[[ Working data open ]]

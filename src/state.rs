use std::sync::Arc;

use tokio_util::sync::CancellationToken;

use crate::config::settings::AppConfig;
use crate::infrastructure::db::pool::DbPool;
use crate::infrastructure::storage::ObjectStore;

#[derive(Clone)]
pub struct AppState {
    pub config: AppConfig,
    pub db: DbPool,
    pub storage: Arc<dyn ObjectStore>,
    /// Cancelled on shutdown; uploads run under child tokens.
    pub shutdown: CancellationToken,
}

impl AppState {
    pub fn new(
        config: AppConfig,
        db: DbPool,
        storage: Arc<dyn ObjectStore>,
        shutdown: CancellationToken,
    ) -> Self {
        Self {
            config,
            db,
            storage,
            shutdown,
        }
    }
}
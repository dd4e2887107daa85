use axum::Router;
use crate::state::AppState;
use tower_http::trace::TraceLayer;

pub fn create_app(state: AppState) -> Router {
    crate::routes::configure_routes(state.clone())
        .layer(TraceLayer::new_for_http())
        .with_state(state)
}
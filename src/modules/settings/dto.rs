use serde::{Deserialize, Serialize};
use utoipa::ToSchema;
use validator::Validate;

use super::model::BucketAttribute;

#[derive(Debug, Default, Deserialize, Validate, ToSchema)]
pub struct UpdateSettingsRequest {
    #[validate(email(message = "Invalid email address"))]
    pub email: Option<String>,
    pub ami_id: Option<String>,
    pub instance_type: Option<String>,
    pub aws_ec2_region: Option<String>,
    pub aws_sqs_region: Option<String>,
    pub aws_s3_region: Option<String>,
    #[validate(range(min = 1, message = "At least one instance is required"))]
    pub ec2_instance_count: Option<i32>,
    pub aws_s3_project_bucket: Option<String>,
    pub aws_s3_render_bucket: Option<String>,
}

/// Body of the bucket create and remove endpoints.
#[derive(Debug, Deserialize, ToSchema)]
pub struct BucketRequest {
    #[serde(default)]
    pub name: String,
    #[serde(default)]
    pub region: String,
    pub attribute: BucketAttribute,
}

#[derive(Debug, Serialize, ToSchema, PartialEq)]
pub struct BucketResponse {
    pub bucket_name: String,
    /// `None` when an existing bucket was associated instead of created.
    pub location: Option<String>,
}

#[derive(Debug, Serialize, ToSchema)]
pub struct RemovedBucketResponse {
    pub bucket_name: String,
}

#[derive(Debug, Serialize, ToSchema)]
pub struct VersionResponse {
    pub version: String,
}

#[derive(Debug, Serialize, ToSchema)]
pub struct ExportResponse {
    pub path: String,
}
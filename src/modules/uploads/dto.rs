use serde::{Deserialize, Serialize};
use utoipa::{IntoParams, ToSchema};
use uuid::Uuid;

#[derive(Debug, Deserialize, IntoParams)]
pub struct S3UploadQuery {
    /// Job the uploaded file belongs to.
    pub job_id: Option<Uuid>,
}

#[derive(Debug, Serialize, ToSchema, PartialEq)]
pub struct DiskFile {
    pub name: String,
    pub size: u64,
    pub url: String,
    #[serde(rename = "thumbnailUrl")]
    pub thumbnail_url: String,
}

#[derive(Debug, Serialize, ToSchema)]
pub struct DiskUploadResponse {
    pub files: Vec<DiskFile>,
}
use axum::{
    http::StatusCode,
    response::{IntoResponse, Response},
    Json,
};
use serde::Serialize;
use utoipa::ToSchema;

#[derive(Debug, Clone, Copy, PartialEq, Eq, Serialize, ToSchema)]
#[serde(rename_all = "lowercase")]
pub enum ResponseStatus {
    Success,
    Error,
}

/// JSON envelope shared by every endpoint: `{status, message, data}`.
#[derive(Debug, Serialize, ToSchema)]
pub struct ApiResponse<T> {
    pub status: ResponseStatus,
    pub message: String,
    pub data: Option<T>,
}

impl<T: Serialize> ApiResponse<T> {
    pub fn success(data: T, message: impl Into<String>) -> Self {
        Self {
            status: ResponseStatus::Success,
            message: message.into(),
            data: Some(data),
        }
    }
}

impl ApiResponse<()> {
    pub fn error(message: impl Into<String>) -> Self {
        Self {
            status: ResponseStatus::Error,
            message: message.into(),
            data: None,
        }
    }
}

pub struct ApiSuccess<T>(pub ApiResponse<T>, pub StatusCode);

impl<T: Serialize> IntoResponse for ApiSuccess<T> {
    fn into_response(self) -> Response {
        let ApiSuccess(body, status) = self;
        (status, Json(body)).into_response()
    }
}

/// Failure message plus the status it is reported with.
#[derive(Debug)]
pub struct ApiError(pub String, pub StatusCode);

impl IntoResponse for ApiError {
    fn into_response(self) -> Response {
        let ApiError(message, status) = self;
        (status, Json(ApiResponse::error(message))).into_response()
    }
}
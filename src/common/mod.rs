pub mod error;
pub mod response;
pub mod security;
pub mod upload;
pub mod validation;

[[ Working data closed ]]

_Requirement_
Here the output must be the lines above from the line with "use tower_http::trace::TraceLayer;" to the line with "#[validate(range(min = 1, message", both included, duplicated word for word and nothing else.

_Task solution_
use tower_http::trace::TraceLayer;

pub fn create_app(state: AppState) -> Router {
    crate::routes::configure_routes(state.clone())
        .layer(TraceLayer::new_for_http())
        .with_state(state)
}
filename src/modules/settings/dto.rs
use serde::{Deserialize, Serialize};
use utoipa::ToSchema;
use validator::Validate;

use super::model::BucketAttribute;

#[derive(Debug, Default, Deserialize, Validate, ToSchema)]
pub struct UpdateSettingsRequest {
    #[validate(email(message = "Invalid email address"))]
    pub email: Option<String>,
    pub ami_id: Option<String>,
    pub instance_type: Option<String>,
    pub aws_ec2_region: Option<String>,
    pub aws_sqs_region: Option<String>,
    pub aws_s3_region: Option<String>,
    #[validate(range(min = 1, message = "At least one instance is required"))]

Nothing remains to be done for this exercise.